Harvey Norman will move its retail operations into Europe with the planned opening of its first store in Slovenia by November next year.
The building application for the retailer's newest international store has been finalised and construction is due to begin after Christmas, chairman Gerry Harvey told shareholders at the company's annual general meeting today. The move is set to complement Harvey Norman's move into Asia and hopefully act as a springboard for the rest of Europe.
"It is an emerging country with great potential," Harvey told the meeting.
The retail giant posted a net profit of $110.31 million after tax for the 12 months to June 30, 2000 - an increase of 37.7 per cent on last year. Sales for the year were up 27 per cent on the previous year - with a fully franked dividend of 2 cents per share to be paid on December 4.
Shareholders also voted to grant options on two million shares to general manager of computers and communications John Slack-Smith and also to Stephen Hauville, who will head up the electrical division of the company.
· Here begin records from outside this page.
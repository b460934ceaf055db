//! Pareto ranking over evaluated assets.

use std::cmp::Ordering;

use crate::genome::EvoAsset;

/// Assets not dominated by any other asset in `assets`.
///
/// Assets with identical fitness do not dominate each other and are all
/// kept.
pub fn pareto_front(assets: &[EvoAsset]) -> Vec<EvoAsset> {
    assets
        .iter()
        .enumerate()
        .filter(|(i, candidate)| {
            !assets
                .iter()
                .enumerate()
                .any(|(j, other)| *i != j && other.fitness().dominates(candidate.fitness()))
        })
        .map(|(_, asset)| asset.clone())
        .collect()
}

/// Non-dominated sorting: rank 0 is the front, rank 1 the front once rank 0
/// is removed, and so on. Returned in input order.
pub fn pareto_ranks(assets: &[EvoAsset]) -> Vec<usize> {
    let mut ranks = vec![usize::MAX; assets.len()];
    let mut remaining: Vec<usize> = (0..assets.len()).collect();
    let mut rank = 0;
    while !remaining.is_empty() {
        let front: Vec<usize> = remaining
            .iter()
            .copied()
            .filter(|&i| {
                !remaining
                    .iter()
                    .any(|&j| j != i && assets[j].fitness().dominates(assets[i].fitness()))
            })
            .collect();
        if front.is_empty() {
            // Only reachable with mismatched objective sets.
            for &i in &remaining {
                ranks[i] = rank;
            }
            break;
        }
        for &i in &front {
            ranks[i] = rank;
        }
        remaining.retain(|i| !front.contains(i));
        rank += 1;
    }
    ranks
}

/// Orders assets best first: Pareto rank, then mean score, then older
/// generation.
pub fn rank_assets(assets: &[EvoAsset]) -> Vec<EvoAsset> {
    let ranks = pareto_ranks(assets);
    let mut ranked: Vec<(usize, &EvoAsset)> = ranks.into_iter().zip(assets).collect();
    ranked.sort_by(|(rank_a, a), (rank_b, b)| {
        rank_a
            .cmp(rank_b)
            .then_with(|| b.fitness().mean_score().total_cmp(&a.fitness().mean_score()))
            .then_with(|| a.generation().cmp(&b.generation()))
    });
    ranked.into_iter().map(|(_, asset)| asset.clone()).collect()
}

/// Orders by mean score, breaking ties on objectives won, then older
/// generation. `Greater` means `a` is preferred.
pub fn compare_by_mean(a: &EvoAsset, b: &EvoAsset) -> Ordering {
    a.fitness()
        .mean_score()
        .total_cmp(&b.fitness().mean_score())
        .then_with(|| {
            a.fitness().improvements_over(b.fitness()).cmp(&b.fitness().improvements_over(a.fitness()))
        })
        .then_with(|| b.generation().cmp(&a.generation()))
}
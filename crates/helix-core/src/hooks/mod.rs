//! Lifecycle hooks.
//!
//! Hooks are named handlers attached to a [`HookEvent`] (`workflow:before`,
//! `workflow:step:after`, `agent:error`, ...). They run sequentially in
//! priority order and are isolated: a failing or panicking hook is logged and
//! never breaks the workflow it instruments.

pub mod builtin;
pub mod error;
pub mod integration;
pub mod registry;
pub mod types;

pub use builtin::{FnHook, LoggingHook};
pub use error::{HookError, Result};
pub use integration::WorkflowHooks;
pub use registry::{Hook, HookRegistry};
pub use types::{HookContext, HookEvent, HookPriority, HookResult};
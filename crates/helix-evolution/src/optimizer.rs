//! The island-model evolutionary optimizer.

use std::collections::{BTreeMap, HashSet};
use std::fmt;
use std::sync::Arc;
use std::time::Instant;

use chrono::{DateTime, Utc};
use futures::future::join_all;
use helix_core::workflow::WorkflowDefinition;
use helix_core::{EvaluatorRegistry, TelemetryBridge};
use rand::SeedableRng;
use rand::rngs::StdRng;
use serde::{Deserialize, Serialize};
use serde_json::json;
use tracing::{debug, error, info};
use uuid::Uuid;

use crate::config::OptimizerConfig;
use crate::error::{OptimizerError, Result};
use crate::genome::{EvoAsset, Fitness, Genome};
use crate::grid::EliteGrid;
use crate::island::{Island, migrate};
use crate::mutation::{MutationRegistry, MutationStrategy};
use crate::objective::Objective;
use crate::pareto::{compare_by_mean, pareto_front};
use crate::runner::{Scorer, WorkflowRunner};

/// What to optimize.
#[derive(Debug, Clone, PartialEq, Serialize, Deserialize)]
#[serde(rename_all = "camelCase")]
pub struct OptimizationRequest {
    /// Workflow the search starts from.
    pub base: WorkflowDefinition,
    /// Objective name (`minimize_duration`) to target value.
    pub objectives: BTreeMap<String, f64>,
    /// Hyperparameters.
    #[serde(default)]
    pub config: OptimizerConfig,
}

impl OptimizationRequest {
    /// Creates a request with default hyperparameters and no objectives.
    pub fn new(base: WorkflowDefinition) -> Self {
        Self { base, objectives: BTreeMap::new(), config: OptimizerConfig::default() }
    }

    /// Adds an objective.
    pub fn with_objective(mut self, name: impl Into<String>, target: f64) -> Self {
        self.objectives.insert(name.into(), target);
        self
    }

    /// Replaces the hyperparameters.
    pub fn with_config(mut self, config: OptimizerConfig) -> Self {
        self.config = config;
        self
    }
}

/// Population statistics after one generation.
#[derive(Debug, Clone, PartialEq, Serialize, Deserialize)]
#[serde(rename_all = "camelCase")]
pub struct GenerationStats {
    /// Generation number; 0 is the seed population.
    pub generation: u32,
    /// Highest mean score across all islands.
    pub best: f64,
    /// Average mean score across all islands.
    pub average: f64,
    /// Fraction of distinct workflows in the combined population.
    pub diversity: f64,
    /// Genomes evaluated in this generation.
    pub evaluations: usize,
}

/// Aggregate statistics for a finished run.
#[derive(Debug, Clone, PartialEq, Serialize, Deserialize)]
#[serde(rename_all = "camelCase")]
pub struct OptimizationStats {
    /// Generations run after seeding.
    pub generations: u32,
    /// Genomes evaluated, seeds included.
    pub total_evaluations: usize,
    /// Fraction of elite-grid cells occupied.
    pub coverage: f64,
    /// Quality-diversity score of the merged elite grid.
    pub qd_score: f64,
    /// Wall-clock duration.
    pub duration_ms: u64,
    /// Whether the run stopped on a plateau.
    pub converged: bool,
    /// When the run started.
    pub started_at: DateTime<Utc>,
    /// Per-generation statistics, seed population first.
    pub history: Vec<GenerationStats>,
}

/// Outcome of a successful optimization run.
#[derive(Debug, Clone, Serialize)]
#[serde(rename_all = "camelCase")]
pub struct OptimizationResult {
    /// Run id, also present on every telemetry event of the run.
    pub optimization_id: String,
    /// Pareto front of everything evaluated, best mean score first.
    pub best_assets: Vec<EvoAsset>,
    /// Highest mean score ever evaluated.
    pub global_best: EvoAsset,
    /// Fitness of `global_best`.
    pub global_best_fitness: Fitness,
    /// Parsed objectives, in key order.
    pub objectives: Vec<Objective>,
    /// Run statistics.
    pub stats: OptimizationStats,
}

/// Searches for workflow variants that improve the given objectives.
///
/// Every candidate is executed by the [`WorkflowRunner`] and scored by the
/// [`EvaluatorRegistry`]. Lifecycle events go to the [`TelemetryBridge`]:
/// `optimization:start`, `optimization:generation`,
/// `optimization:complete` and `optimization:error`.
pub struct EvolutionaryOptimizer {
    runner: Arc<dyn WorkflowRunner>,
    evaluators: EvaluatorRegistry,
    telemetry: TelemetryBridge,
    mutations: MutationRegistry,
}

impl fmt::Debug for EvolutionaryOptimizer {
    fn fmt(&self, f: &mut fmt::Formatter<'_>) -> fmt::Result {
        f.debug_struct("EvolutionaryOptimizer")
            .field("evaluators", &self.evaluators)
            .field("telemetry", &self.telemetry)
            .field("mutations", &self.mutations)
            .finish_non_exhaustive()
    }
}

impl EvolutionaryOptimizer {
    /// Creates an optimizer with the built-in mutation strategies.
    pub fn new(
        runner: Arc<dyn WorkflowRunner>,
        evaluators: EvaluatorRegistry,
        telemetry: TelemetryBridge,
    ) -> Self {
        Self { runner, evaluators, telemetry, mutations: MutationRegistry::with_builtins() }
    }

    /// Replaces the mutation strategies.
    pub fn with_mutations(mut self, mutations: MutationRegistry) -> Self {
        self.mutations = mutations;
        self
    }

    /// Adds a mutation strategy, replacing one with the same name.
    pub fn register_mutation(
        &mut self,
        strategy: Arc<dyn MutationStrategy>,
    ) -> Option<Arc<dyn MutationStrategy>> {
        self.mutations.register(strategy)
    }

    /// Registered mutation strategies.
    pub fn mutations(&self) -> &MutationRegistry {
        &self.mutations
    }

    /// Runs an optimization.
    ///
    /// # Errors
    /// Returns [`OptimizerError`] when the run cannot start: bad objectives
    /// or hyperparameters, an invalid base workflow, or no evaluators. Each
    /// is also reported as `optimization:error`. Finding nothing better
    /// than the base is a successful run.
    pub async fn optimize(&self, request: &OptimizationRequest) -> Result<OptimizationResult> {
        let optimization_id = Uuid::new_v4().to_string();
        match self.run(&optimization_id, request).await {
            Ok(result) => Ok(result),
            Err(e) => {
                error!(optimization_id = %optimization_id, error = %e, "Optimization failed");
                self.telemetry.emit(
                    "optimization:error",
                    json!({
                        "optimizationId": optimization_id,
                        "workflowId": request.base.id,
                        "error": e.to_string(),
                    }),
                );
                Err(e)
            }
        }
    }

    async fn run(&self, optimization_id: &str, request: &OptimizationRequest) -> Result<OptimizationResult> {
        let config = &request.config;
        let objectives = Objective::parse_all(&request.objectives)?;
        config.validate()?;
        request.base.validate().map_err(|e| OptimizerError::InvalidWorkflow(e.to_string()))?;
        if self.evaluators.is_empty().await {
            return Err(OptimizerError::NoEvaluators);
        }

        let started = Instant::now();
        let started_at = Utc::now();
        info!(
            optimization_id = %optimization_id,
            workflow_id = %request.base.id,
            islands = config.num_islands,
            population = config.population_size,
            "Starting optimization"
        );
        self.telemetry.emit(
            "optimization:start",
            json!({
                "optimizationId": optimization_id,
                "workflowId": request.base.id,
                "objectives": request.objectives,
                "config": config,
            }),
        );

        let scorer =
            Scorer { runner: self.runner.as_ref(), evaluators: &self.evaluators, objectives: &objectives };
        let base = Genome::seed(request.base.clone());
        let per_island = config.population_per_island();
        let mut islands: Vec<Island> = (0..config.num_islands)
            .map(|i| Island::new(i, EliteGrid::new(config.grid_size, &objectives), island_rng(config.seed, i)))
            .collect();

        let seeded = join_all(
            islands.iter_mut().map(|island| island.seed(&base, per_island, &self.mutations, &scorer)),
        )
        .await;
        let mut archive: Vec<EvoAsset> = seeded.into_iter().flatten().collect();
        let mut history = vec![self.record_generation(optimization_id, 0, &islands, archive.len())];

        let mut generations = 0;
        let mut converged = false;
        for generation in 1..=config.max_generations {
            let offspring = join_all(
                islands
                    .iter_mut()
                    .map(|island| island.advance(generation, config, &self.mutations, &scorer)),
            )
            .await;
            let evaluated = offspring.iter().map(Vec::len).sum();
            archive.extend(offspring.into_iter().flatten());

            if config.migration_interval > 0 && generation % config.migration_interval == 0 {
                debug!(optimization_id = %optimization_id, generation, "Migrating between islands");
                migrate(&mut islands, config.migration_count);
            }

            generations = generation;
            history.push(self.record_generation(optimization_id, generation, &islands, evaluated));
            if has_plateaued(&history, config) {
                info!(optimization_id = %optimization_id, generation, "Optimization converged");
                converged = true;
                break;
            }
        }

        let global_best = archive
            .iter()
            .max_by(|a, b| compare_by_mean(a, b))
            .cloned()
            .ok_or_else(|| OptimizerError::EmptyPopulation("no genome was evaluated".to_string()))?;
        let mut best_assets = pareto_front(&archive);
        best_assets.sort_by(|a, b| compare_by_mean(b, a));

        let mut grid = EliteGrid::new(config.grid_size, &objectives);
        for island in &islands {
            grid.merge(island.grid());
        }

        let stats = OptimizationStats {
            generations,
            total_evaluations: archive.len(),
            coverage: grid.coverage(),
            qd_score: grid.qd_score(),
            duration_ms: u64::try_from(started.elapsed().as_millis()).unwrap_or(u64::MAX),
            converged,
            started_at,
            history,
        };
        info!(
            optimization_id = %optimization_id,
            generations,
            evaluations = stats.total_evaluations,
            best = global_best.fitness().mean_score(),
            pareto = best_assets.len(),
            "Optimization complete"
        );
        self.telemetry.emit(
            "optimization:complete",
            json!({
                "optimizationId": optimization_id,
                "workflowId": request.base.id,
                "generations": generations,
                "totalEvaluations": stats.total_evaluations,
                "coverage": stats.coverage,
                "qdScore": stats.qd_score,
                "durationMs": stats.duration_ms,
                "converged": converged,
                "bestGenomeId": global_best.id(),
                "bestScore": global_best.fitness().mean_score(),
                "paretoSize": best_assets.len(),
            }),
        );

        Ok(OptimizationResult {
            optimization_id: optimization_id.to_string(),
            global_best_fitness: global_best.fitness().clone(),
            global_best,
            best_assets,
            objectives,
            stats,
        })
    }

    fn record_generation(
        &self,
        optimization_id: &str,
        generation: u32,
        islands: &[Island],
        evaluations: usize,
    ) -> GenerationStats {
        let assets: Vec<&EvoAsset> = islands.iter().flat_map(|island| island.population()).collect();
        let scores: Vec<f64> = assets.iter().map(|a| a.fitness().mean_score()).collect();
        let best = scores.iter().copied().fold(f64::NEG_INFINITY, f64::max);
        let average = if scores.is_empty() {
            f64::NEG_INFINITY
        } else {
            scores.iter().sum::<f64>() / scores.len() as f64
        };
        let distinct: HashSet<String> = assets
            .iter()
            .map(|a| serde_json::to_string(&a.definition().steps).unwrap_or_else(|_| a.id().to_string()))
            .collect();
        let diversity =
            if assets.is_empty() { 0.0 } else { distinct.len() as f64 / assets.len() as f64 };

        let stats = GenerationStats { generation, best, average, diversity, evaluations };
        debug!(
            optimization_id = %optimization_id,
            generation,
            best,
            average,
            diversity,
            "Generation finished"
        );
        self.telemetry.emit(
            "optimization:generation",
            json!({
                "optimizationId": optimization_id,
                "generation": generation,
                "best": best,
                "average": average,
                "diversity": diversity,
                "evaluations": evaluations,
                "populationSizes": islands.iter().map(|i| i.population().len()).collect::<Vec<_>>(),
            }),
        );
        stats
    }
}

/// Per-island random stream.
fn island_rng(seed: Option<u64>, island: usize) -> StdRng {
    match seed {
        Some(seed) => StdRng::seed_from_u64(seed.wrapping_add(island as u64)),
        None => StdRng::from_entropy(),
    }
}

/// Whether the best score has been flat over the last window.
fn has_plateaued(history: &[GenerationStats], config: &OptimizerConfig) -> bool {
    let window = config.convergence_window;
    if history.len() < window {
        return false;
    }
    let recent: Vec<f64> = history[history.len() - window..].iter().map(|g| g.best).collect();
    let mean = recent.iter().sum::<f64>() / window as f64;
    let variance = recent.iter().map(|b| (b - mean).powi(2)).sum::<f64>() / window as f64;
    variance < config.convergence_threshold
}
"Electricals and computers represent around 70 per cent of our total business," Harvey continued. "In the past I've done both these jobs but I can't continue to do that. We have got to look at the bigger picture - this is part of the evolution of the company."
The directors also detailed the results of Harvey Norman's Asian operations, which recorded revenues of about $97 million last financial year across its six stores. Harvey Norman also distributes for Samsung in Malaysia, an operation which Harvey describes as "a good little business".
And while retailers complain of decreasing sales, Harvey Norman's retail sales are up 18 per cent year on year for the two most notorious retailing months for slow sales this year, July and August.
"It is difficult to work out. Our sales are quite good. You talk to franchises and they say it is not too good but when you get the figures out it is not that bad at all," he said.
Harvey described the computer business as "OK", admitting sales have been "all over the place" and GST implementation has been confusing.